Our results suggest that 3D spheroids have more heterogeneity and activate tumor-promoting pathways compared to 2D models. The most noted one among those pathways is TGF-β pathway for EMT. EMT is thought to be activated in cancer cells, linked to their dissociation from the primary tumor and intravasation into blood vessels [31]. However, the impact of the EMT in cancer progression and patient survival is still far from fully understood, from skepticism [32,33,34] to fundamental support [35,36]. Some observations in mouse models suggest notes of caution on the true role of EMT in cancer progression [37,38]. Recently, Weinberg and his team experimentally verified the contribution of EMT in metastasis with direct genetic evidence of the critical role EMT processes in breast and pancreatic tumor metastasis, challenging the Fisher et al. observations about EMT [37,39,40]. The cells in the 3D structures are expressing more EMT related genes compared to 2D structures. A recent study in 3D in vitro model of mammary epithelial cells shows transition between epithelial and mesenchymal states during EMT induction by TGF-β and its reversion by withdrawing TGF-β in culture [17].

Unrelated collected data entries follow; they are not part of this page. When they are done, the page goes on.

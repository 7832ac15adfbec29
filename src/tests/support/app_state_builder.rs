use crate::blog::application::blog_use_cases::BlogUseCases;
use crate::blog::application::ports::incoming::use_cases::{
    CreateBlogPostUseCase, GetBlogCategoriesUseCase, GetBlogPostUseCase, GetBlogPostsUseCase,
    GetFeaturedBlogPostsUseCase,
};
use crate::contact::application::contact_use_cases::ContactUseCases;
use crate::contact::application::ports::incoming::use_cases::{
    GetContactSubmissionUseCase, ListContactSubmissionsUseCase, SubmitContactUseCase,
};
use crate::resume::application::ports::incoming::use_cases::{
    GetResumeUseCase, UpdateResumeUseCase,
};
use crate::resume::application::resume_use_cases::ResumeUseCases;
use crate::statistics::application::ports::incoming::use_cases::{
    GetStatisticsUseCase, UpdateStatisticsUseCase,
};
use crate::statistics::application::statistics_use_cases::StatisticsUseCases;
use crate::testimonial::application::ports::incoming::use_cases::{
    CreateTestimonialUseCase, GetTestimonialsUseCase,
};
use crate::testimonial::application::testimonial_use_cases::TestimonialUseCases;
use crate::tests::support::stubs::*;
use crate::AppState;
use actix_web::web;
use std::sync::Arc;

pub struct TestAppStateBuilder {
    contact: ContactUseCases,
    blog: BlogUseCases,
    resume: ResumeUseCases,
    statistics: StatisticsUseCases,
    testimonial: TestimonialUseCases,
}

impl Default for TestAppStateBuilder {
    fn default() -> Self {
        Self {
            contact: ContactUseCases {
                submit: Arc::new(StubSubmitContactUseCase),
                list: Arc::new(StubListContactSubmissionsUseCase),
                get_single: Arc::new(StubGetContactSubmissionUseCase),
            },
            blog: BlogUseCases {
                create: Arc::new(StubCreateBlogPostUseCase),
                list: Arc::new(StubGetBlogPostsUseCase),
                featured: Arc::new(StubGetFeaturedBlogPostsUseCase),
                categories: Arc::new(StubGetBlogCategoriesUseCase),
                get_single: Arc::new(StubGetBlogPostUseCase),
            },
            resume: ResumeUseCases {
                get: Arc::new(StubGetResumeUseCase),
                update: Arc::new(StubUpdateResumeUseCase),
            },
            statistics: StatisticsUseCases {
                get: Arc::new(StubGetStatisticsUseCase),
                update: Arc::new(StubUpdateStatisticsUseCase),
            },
            testimonial: TestimonialUseCases {
                create: Arc::new(StubCreateTestimonialUseCase),
                list: Arc::new(StubGetTestimonialsUseCase),
            },
        }
    }
}

impl TestAppStateBuilder {
    // Contact
    pub fn with_submit_contact(
        mut self,
        uc: impl SubmitContactUseCase + Send + Sync + 'static,
    ) -> Self {
        self.contact.submit = Arc::new(uc);
        self
    }

    pub fn with_list_contact_submissions(
        mut self,
        uc: impl ListContactSubmissionsUseCase + Send + Sync + 'static,
    ) -> Self {
        self.contact.list = Arc::new(uc);
        self
    }

    pub fn with_get_contact_submission(
        mut self,
        uc: impl GetContactSubmissionUseCase + Send + Sync + 'static,
    ) -> Self {
        self.contact.get_single = Arc::new(uc);
        self
    }

    // Blog
    pub fn with_create_blog_post(
        mut self,
        uc: impl CreateBlogPostUseCase + Send + Sync + 'static,
    ) -> Self {
        self.blog.create = Arc::new(uc);
        self
    }

    pub fn with_get_blog_posts(
        mut self,
        uc: impl GetBlogPostsUseCase + Send + Sync + 'static,
    ) -> Self {
        self.blog.list = Arc::new(uc);
        self
    }

    pub fn with_get_featured_blog_posts(
        mut self,
        uc: impl GetFeaturedBlogPostsUseCase + Send + Sync + 'static,
    ) -> Self {
        self.blog.featured = Arc::new(uc);
        self
    }

    pub fn with_get_blog_categories(
        mut self,
        uc: impl GetBlogCategoriesUseCase + Send + Sync + 'static,
    ) -> Self {
        self.blog.categories = Arc::new(uc);
        self
    }

    pub fn with_get_blog_post(mut self, uc: impl GetBlogPostUseCase + Send + Sync + 'static) -> Self {
        self.blog.get_single = Arc::new(uc);
        self
    }

    // Resume
    pub fn with_get_resume(mut self, uc: impl GetResumeUseCase + Send + Sync + 'static) -> Self {
        self.resume.get = Arc::new(uc);
        self
    }

    pub fn with_update_resume(
        mut self,
        uc: impl UpdateResumeUseCase + Send + Sync + 'static,
    ) -> Self {
        self.resume.update = Arc::new(uc);
        self
    }

    // Statistics
    pub fn with_get_statistics(
        mut self,
        uc: impl GetStatisticsUseCase + Send + Sync + 'static,
    ) -> Self {
        self.statistics.get = Arc::new(uc);
        self
    }

    pub fn with_update_statistics(
        mut self,
        uc: impl UpdateStatisticsUseCase + Send + Sync + 'static,
    ) -> Self {
        self.statistics.update = Arc::new(uc);
        self
    }

    // Testimonials
    pub fn with_create_testimonial(
        mut self,
        uc: impl CreateTestimonialUseCase + Send + Sync + 'static,
    ) -> Self {
        self.testimonial.create = Arc::new(uc);
        self
    }

    pub fn with_get_testimonials(
        mut self,
        uc: impl GetTestimonialsUseCase + Send + Sync + 'static,
    ) -> Self {
        self.testimonial.list = Arc::new(uc);
        self
    }

    pub fn build(self) -> web::Data<AppState> {
        web::Data::new(AppState {
            contact: self.contact,
            blog: self.blog,
            resume: self.resume,
            statistics: self.statistics,
            testimonial: self.testimonial,
        })
    }
}
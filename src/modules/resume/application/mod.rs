pub mod domain;
pub mod ports;
pub mod resume_use_cases;
pub mod services;
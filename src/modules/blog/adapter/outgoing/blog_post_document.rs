use chrono::{DateTime, Utc};
use mongodb::bson::{oid::ObjectId, serde_helpers::chrono_datetime_as_bson_datetime};
use serde::{Deserialize, Serialize};

use crate::blog::application::{domain::entities::BlogPost, ports::outgoing::NewBlogPost};

/// Stored shape of a blog post. Older documents may lack the optional
/// fields, so every non-core field falls back to its default on read.
#[derive(Debug, Clone, Serialize, Deserialize)]
#[serde(rename_all = "camelCase")]
pub(super) struct BlogPostDocument {
    #[serde(rename = "_id", skip_serializing_if = "Option::is_none")]
    pub(super) id: Option<ObjectId>,
    pub(super) title: String,
    pub(super) excerpt: String,
    pub(super) content: String,
    #[serde(with = "chrono_datetime_as_bson_datetime")]
    pub(super) date: DateTime<Utc>,
    #[serde(default)]
    pub(super) read_time: String,
    #[serde(default)]
    pub(super) category: String,
    #[serde(default)]
    pub(super) tags: Vec<String>,
    #[serde(default)]
    pub(super) author: String,
    #[serde(default)]
    pub(super) featured: bool,
    #[serde(default = "default_published")]
    pub(super) published: bool,
    #[serde(with = "chrono_datetime_as_bson_datetime")]
    pub(super) created_at: DateTime<Utc>,
    #[serde(with = "chrono_datetime_as_bson_datetime")]
    pub(super) updated_at: DateTime<Utc>,
}

fn default_published() -> bool {
    true
}

impl From<NewBlogPost> for BlogPostDocument {
    fn from(data: NewBlogPost) -> Self {
        Self {
            id: None,
            title: data.title,
            excerpt: data.excerpt,
            content: data.content,
            date: data.date,
            read_time: data.read_time,
            category: data.category,
            tags: data.tags,
            author: data.author,
            featured: data.featured,
            published: data.published,
            created_at: data.created_at,
            updated_at: data.updated_at,
        }
    }
}

impl BlogPostDocument {
    pub(super) fn into_post(self) -> BlogPost {
        BlogPost {
            id: self.id.map(|oid| oid.to_hex()).unwrap_or_default(),
            title: self.title,
            excerpt: self.excerpt,
            content: self.content,
            date: self.date,
            read_time: self.read_time,
            category: self.category,
            tags: self.tags,
            author: self.author,
            featured: self.featured,
            published: self.published,
            created_at: self.created_at,
            updated_at: self.updated_at,
        }
    }
}

#[cfg(test)]
mod tests {
    use super::*;
    use mongodb::bson::{self, doc, Bson, DateTime as BsonDateTime};

    use crate::shared::time::now_utc;

    fn new_post() -> NewBlogPost {
        let now = now_utc();
        NewBlogPost {
            title: "Title".into(),
            excerpt: "Excerpt".into(),
            content: "Content".into(),
            date: now,
            read_time: "3 min read".into(),
            category: "Leadership".into(),
            tags: vec!["Teams".into()],
            author: "Dewanshu Singh Sisaudiya".into(),
            featured: false,
            published: true,
            created_at: now,
            updated_at: now,
        }
    }

    #[test]
    fn stored_fields_are_camel_case() {
        let stored = bson::to_document(&BlogPostDocument::from(new_post())).unwrap();

        assert!(!stored.contains_key("_id"));
        assert_eq!(stored.get_str("readTime").unwrap(), "3 min read");
        assert!(matches!(stored.get("createdAt"), Some(Bson::DateTime(_))));
        assert!(matches!(stored.get("updatedAt"), Some(Bson::DateTime(_))));
        assert!(matches!(stored.get("date"), Some(Bson::DateTime(_))));
    }

    #[test]
    fn sparse_document_reads_with_defaults() {
        let oid = ObjectId::new();
        let now = BsonDateTime::now();
        let stored = doc! {
            "_id": oid,
            "title": "Old post",
            "excerpt": "From before tags existed",
            "content": "...",
            "date": now,
            "createdAt": now,
            "updatedAt": now,
        };

        let post = bson::from_document::<BlogPostDocument>(stored)
            .unwrap()
            .into_post();

        assert_eq!(post.id, oid.to_hex());
        assert!(post.tags.is_empty());
        assert!(post.published);
        assert!(!post.featured);
        assert_eq!(post.read_time, "");
    }
}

TGF-β is a pleiotropic cytokine that controls proliferation, differentiation, embryonic development, angiogenesis, wound healing and other functions in many cell types. TGF-β acts as a tumor suppressor in normal epithelial cells and in early stage of tumor progression. In advanced cancers, the corrupted TGF-β pathway induces many activities that lead to growth, invasion and metastasis of cancer cells [41,42,43]. TGF-β also induces tissue fibrosis through induction of various extracellular matrix proteins. Recently, numerous studies have revealed that TGF-β stimulates EMT in certain epithelial cells [42]. TGF-β induces progression of cancer through EMT which is an important step in the invasion and metastasis of cancer [44].
In our study, TGF-β seems to induce a partial EMT—like most tumor cells—in the cell lines studied in 3D spheroids. Our results suggest that TGF-β can induce partial EMT and enhance invasion potential in ovarian cancer cells. As per earlier studies depending on signaling context, epithelial cells that lose some epithelial characteristics or attain both epithelial and mesenchymal characteristics are called partial EMT [36]. The proteins of the MMP family are involved in the breakdown of ECM, promote degradation of ECM and cleave cell adhesion molecules such as cadherin, thus potentiating cell motility [45]. The real-time analysis shows an upregulation of MMPs which means that most of the cell lines we experimented induce EMT except CAOV3 and SKOV3. CAOV3 is the only cell line showing an increase in the cell proliferation rate calculated using MTS assay. It has been described that TGF-β 1 is not only responsible for EMT induction but also capable to arrest mammary epithelial cell cycle [46]. For cells to acquire mesenchymal-like phenotype, growth arrest is necessary in most cases [47]. Even though cells show less growth potential in the presence of TGF-β, they increase the invasion ability of cells in a significant manner in all the ovarian cancer cell lines that we studied. Matrigel invasion assay shows that cells are capable of migrating efficiently in the presence of TGF-β compared to control. None of the cell lines exhibit significant cytotoxicity over LY94647 at a very low concentration. Only CAOV3 and SKOV3 cells show cell growth reduction at a higher concentration of the inhibitor. Wound healing and matrigel invasion assays in CAOV3 cells exhibit more invasion arrest and less migration after treatment with TGF-β 1 at a lower concentration. Collagen embedded invasive assay shows that TGF-β treatment can enhance invasion in all the cell lines irrespective of its growth potential. TGF-β treatment significantly increases the spheroid diameter in most of the cell lines studied.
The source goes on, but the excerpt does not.